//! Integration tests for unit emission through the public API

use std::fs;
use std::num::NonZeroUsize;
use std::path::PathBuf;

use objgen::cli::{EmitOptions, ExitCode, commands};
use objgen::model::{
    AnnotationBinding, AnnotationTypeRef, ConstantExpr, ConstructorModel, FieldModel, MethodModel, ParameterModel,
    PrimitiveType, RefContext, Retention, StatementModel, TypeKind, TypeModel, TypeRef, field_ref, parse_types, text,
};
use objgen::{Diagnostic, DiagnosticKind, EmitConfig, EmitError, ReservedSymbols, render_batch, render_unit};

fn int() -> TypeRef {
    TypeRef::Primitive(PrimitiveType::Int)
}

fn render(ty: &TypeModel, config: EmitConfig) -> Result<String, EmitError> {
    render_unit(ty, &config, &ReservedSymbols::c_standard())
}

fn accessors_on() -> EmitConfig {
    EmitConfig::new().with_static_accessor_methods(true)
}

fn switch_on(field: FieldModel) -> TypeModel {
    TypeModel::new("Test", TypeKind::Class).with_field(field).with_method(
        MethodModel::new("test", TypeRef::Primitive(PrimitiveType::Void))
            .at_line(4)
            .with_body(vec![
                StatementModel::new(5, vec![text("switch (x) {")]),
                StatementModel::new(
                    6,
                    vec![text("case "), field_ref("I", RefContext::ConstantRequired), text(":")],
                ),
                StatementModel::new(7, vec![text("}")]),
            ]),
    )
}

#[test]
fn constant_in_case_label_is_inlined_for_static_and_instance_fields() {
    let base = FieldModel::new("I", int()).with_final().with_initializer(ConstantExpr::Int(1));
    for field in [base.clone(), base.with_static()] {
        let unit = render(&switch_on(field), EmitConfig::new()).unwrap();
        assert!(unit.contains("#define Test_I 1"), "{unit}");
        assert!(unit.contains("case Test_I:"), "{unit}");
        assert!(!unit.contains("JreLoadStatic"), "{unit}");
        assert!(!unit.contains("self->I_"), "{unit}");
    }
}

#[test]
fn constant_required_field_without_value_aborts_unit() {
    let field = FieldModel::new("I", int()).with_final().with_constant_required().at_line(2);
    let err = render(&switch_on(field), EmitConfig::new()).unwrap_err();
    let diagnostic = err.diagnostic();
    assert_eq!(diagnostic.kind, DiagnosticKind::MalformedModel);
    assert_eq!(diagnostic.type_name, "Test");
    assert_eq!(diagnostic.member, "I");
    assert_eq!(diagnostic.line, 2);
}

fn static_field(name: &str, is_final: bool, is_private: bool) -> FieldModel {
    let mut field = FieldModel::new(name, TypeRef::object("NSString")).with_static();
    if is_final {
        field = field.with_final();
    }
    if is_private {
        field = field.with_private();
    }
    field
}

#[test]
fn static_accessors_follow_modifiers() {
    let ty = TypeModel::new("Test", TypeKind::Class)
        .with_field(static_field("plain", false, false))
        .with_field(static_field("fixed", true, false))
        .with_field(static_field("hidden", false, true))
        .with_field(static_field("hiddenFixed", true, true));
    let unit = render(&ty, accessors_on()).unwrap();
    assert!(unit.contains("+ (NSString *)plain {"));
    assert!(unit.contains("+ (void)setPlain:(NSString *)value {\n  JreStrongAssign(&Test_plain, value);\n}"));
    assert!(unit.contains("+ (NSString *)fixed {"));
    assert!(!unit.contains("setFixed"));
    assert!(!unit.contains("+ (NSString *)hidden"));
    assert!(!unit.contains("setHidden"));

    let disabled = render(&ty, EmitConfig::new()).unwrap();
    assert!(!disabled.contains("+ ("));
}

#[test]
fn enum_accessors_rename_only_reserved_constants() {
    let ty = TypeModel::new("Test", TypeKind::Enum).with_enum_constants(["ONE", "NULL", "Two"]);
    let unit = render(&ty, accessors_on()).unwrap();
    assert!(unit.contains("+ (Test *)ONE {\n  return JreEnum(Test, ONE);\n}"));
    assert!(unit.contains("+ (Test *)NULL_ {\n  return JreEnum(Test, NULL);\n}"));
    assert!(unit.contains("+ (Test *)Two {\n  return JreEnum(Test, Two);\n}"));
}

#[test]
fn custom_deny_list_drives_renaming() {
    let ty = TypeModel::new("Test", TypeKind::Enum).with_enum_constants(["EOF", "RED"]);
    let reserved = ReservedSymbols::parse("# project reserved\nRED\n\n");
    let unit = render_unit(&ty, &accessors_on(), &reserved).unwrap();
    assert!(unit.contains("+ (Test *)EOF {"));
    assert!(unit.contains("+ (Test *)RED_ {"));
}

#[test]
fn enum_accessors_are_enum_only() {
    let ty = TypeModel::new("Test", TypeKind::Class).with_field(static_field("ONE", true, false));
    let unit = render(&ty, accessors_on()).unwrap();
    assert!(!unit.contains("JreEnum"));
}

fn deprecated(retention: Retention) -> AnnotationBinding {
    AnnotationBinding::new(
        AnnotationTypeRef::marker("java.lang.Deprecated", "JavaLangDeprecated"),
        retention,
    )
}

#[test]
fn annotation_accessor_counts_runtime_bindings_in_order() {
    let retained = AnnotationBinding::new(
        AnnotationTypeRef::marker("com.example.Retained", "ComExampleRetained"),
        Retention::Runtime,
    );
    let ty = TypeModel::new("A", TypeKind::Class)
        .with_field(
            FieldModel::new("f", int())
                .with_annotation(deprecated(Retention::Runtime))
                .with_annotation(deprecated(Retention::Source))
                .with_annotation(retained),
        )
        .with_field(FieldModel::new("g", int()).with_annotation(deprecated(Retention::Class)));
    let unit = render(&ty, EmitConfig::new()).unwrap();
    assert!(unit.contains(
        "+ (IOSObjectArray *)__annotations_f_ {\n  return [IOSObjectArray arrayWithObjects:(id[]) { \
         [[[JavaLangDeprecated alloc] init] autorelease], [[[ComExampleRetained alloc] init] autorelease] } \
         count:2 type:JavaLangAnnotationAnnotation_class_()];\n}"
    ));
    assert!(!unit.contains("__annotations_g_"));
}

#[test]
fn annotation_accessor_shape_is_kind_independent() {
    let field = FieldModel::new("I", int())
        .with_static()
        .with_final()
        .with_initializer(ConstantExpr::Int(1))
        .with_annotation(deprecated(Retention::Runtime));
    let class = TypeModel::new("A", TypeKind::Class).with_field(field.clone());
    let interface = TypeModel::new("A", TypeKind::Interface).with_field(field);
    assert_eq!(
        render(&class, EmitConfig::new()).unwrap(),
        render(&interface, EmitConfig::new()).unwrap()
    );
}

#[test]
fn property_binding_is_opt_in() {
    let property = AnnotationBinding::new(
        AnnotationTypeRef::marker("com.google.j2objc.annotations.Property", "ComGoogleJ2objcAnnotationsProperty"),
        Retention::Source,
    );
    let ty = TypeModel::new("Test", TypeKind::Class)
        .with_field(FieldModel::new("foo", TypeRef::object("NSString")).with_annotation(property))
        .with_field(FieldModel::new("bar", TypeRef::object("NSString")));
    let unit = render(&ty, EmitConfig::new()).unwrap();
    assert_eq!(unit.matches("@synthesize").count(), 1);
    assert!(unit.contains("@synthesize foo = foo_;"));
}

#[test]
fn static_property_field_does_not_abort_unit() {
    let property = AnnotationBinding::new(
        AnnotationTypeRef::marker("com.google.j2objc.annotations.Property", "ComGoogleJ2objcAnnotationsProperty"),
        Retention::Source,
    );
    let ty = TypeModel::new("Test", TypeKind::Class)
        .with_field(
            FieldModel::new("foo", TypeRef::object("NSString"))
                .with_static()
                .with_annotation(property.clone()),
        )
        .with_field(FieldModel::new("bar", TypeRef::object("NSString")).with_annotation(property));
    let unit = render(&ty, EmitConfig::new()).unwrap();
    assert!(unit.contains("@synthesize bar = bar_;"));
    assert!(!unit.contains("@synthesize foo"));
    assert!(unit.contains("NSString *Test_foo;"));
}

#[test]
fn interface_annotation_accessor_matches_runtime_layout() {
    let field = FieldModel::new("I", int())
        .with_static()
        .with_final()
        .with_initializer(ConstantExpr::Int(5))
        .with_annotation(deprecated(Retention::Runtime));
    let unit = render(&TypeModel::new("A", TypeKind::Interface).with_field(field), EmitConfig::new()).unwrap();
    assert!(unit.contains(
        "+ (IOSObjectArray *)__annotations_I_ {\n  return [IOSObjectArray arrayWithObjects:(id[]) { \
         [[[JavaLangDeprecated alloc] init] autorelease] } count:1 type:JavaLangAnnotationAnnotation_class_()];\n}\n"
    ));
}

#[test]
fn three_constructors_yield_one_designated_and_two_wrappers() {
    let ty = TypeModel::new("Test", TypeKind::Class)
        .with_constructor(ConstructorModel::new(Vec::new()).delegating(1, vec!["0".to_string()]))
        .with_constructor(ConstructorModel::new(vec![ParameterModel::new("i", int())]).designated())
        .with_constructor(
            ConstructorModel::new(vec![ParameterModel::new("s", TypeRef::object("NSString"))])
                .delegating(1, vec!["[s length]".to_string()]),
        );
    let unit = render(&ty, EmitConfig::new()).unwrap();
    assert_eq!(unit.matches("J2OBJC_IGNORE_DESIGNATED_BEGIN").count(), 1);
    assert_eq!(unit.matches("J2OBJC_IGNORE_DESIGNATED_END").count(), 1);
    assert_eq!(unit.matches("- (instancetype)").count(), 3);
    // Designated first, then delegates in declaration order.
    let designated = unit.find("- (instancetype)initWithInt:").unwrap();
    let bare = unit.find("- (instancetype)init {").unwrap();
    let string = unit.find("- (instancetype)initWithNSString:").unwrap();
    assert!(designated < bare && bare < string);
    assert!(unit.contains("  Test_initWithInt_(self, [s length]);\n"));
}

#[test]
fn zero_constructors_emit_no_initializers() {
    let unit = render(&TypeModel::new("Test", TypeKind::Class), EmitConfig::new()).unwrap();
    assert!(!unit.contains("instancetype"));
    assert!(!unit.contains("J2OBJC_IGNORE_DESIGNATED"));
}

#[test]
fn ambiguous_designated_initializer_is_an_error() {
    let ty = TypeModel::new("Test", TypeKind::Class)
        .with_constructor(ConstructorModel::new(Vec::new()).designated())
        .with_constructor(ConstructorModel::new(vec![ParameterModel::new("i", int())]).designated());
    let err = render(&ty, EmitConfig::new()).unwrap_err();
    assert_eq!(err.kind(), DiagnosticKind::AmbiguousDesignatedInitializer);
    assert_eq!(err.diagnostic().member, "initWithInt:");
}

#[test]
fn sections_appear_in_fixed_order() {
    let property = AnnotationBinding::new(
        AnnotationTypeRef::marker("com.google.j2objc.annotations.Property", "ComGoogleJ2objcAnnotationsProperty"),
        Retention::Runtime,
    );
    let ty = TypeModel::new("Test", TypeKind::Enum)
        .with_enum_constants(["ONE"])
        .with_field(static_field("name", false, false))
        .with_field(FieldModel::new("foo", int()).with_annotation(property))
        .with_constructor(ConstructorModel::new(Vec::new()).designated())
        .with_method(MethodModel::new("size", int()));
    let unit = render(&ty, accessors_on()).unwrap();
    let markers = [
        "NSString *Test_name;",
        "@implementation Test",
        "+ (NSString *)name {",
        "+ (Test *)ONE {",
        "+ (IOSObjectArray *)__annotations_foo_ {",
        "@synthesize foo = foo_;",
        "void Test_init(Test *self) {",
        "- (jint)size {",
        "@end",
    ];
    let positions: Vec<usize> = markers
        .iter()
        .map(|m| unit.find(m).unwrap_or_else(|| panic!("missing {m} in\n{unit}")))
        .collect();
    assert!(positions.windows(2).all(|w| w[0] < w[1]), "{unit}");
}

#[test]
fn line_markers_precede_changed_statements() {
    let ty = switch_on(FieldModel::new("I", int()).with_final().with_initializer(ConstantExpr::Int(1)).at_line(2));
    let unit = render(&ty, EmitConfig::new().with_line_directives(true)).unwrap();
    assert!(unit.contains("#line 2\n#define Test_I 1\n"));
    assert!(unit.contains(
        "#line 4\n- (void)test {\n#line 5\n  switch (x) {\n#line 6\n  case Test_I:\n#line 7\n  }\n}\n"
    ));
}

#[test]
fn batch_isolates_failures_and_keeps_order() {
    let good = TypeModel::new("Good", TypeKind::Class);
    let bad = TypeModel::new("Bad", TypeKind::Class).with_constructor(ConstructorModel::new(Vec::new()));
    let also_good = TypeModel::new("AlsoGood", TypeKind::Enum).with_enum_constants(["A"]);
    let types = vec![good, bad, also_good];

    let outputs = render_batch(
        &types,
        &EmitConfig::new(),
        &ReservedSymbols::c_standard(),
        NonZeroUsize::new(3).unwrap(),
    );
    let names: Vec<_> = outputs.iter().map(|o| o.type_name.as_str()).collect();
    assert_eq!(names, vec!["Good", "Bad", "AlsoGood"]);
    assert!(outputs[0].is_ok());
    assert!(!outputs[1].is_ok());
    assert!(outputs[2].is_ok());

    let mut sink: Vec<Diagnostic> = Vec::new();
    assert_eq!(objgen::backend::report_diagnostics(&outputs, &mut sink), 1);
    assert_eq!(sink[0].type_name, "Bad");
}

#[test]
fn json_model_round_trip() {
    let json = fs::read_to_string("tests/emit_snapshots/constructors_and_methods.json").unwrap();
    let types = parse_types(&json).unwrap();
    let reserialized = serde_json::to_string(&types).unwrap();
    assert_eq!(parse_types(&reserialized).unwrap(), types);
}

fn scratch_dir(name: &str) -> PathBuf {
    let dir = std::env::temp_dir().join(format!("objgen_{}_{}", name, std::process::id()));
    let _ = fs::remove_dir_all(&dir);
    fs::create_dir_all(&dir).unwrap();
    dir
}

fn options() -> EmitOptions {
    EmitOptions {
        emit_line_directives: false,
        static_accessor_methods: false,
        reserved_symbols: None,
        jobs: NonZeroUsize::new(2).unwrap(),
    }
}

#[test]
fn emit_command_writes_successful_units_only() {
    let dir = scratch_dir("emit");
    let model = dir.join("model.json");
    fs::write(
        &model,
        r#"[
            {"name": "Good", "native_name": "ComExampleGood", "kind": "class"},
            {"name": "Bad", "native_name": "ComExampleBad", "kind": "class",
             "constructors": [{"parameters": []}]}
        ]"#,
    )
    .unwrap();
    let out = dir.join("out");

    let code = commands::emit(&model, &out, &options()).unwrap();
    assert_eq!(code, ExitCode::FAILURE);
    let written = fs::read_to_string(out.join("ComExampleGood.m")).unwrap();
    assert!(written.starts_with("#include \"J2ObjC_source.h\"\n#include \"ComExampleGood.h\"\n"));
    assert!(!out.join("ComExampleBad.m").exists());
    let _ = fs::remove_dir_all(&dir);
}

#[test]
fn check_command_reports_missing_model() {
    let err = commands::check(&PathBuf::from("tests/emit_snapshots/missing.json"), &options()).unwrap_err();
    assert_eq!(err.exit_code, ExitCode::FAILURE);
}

····················

▶ Aim of the task
Write down exactly every line of the material above up to and including the line containing "fn render(ty: &TypeModel, config: EmitConfig)".

▶ The answer
//! Integration tests for unit emission through the public API

use std::fs;
use std::num::NonZeroUsize;
use std::path::PathBuf;

use objgen::cli::{EmitOptions, ExitCode, commands};
use objgen::model::{
    AnnotationBinding, AnnotationTypeRef, ConstantExpr, ConstructorModel, FieldModel, MethodModel, ParameterModel,
    PrimitiveType, RefContext, Retention, StatementModel, TypeKind, TypeModel, TypeRef, field_ref, parse_types, text,
};
use objgen::{Diagnostic, DiagnosticKind, EmitConfig, EmitError, ReservedSymbols, render_batch, render_unit};

fn int() -> TypeRef {
    TypeRef::Primitive(PrimitiveType::Int)
}

fn render(ty: &TypeModel, config: EmitConfig) -> Result<String, EmitError> {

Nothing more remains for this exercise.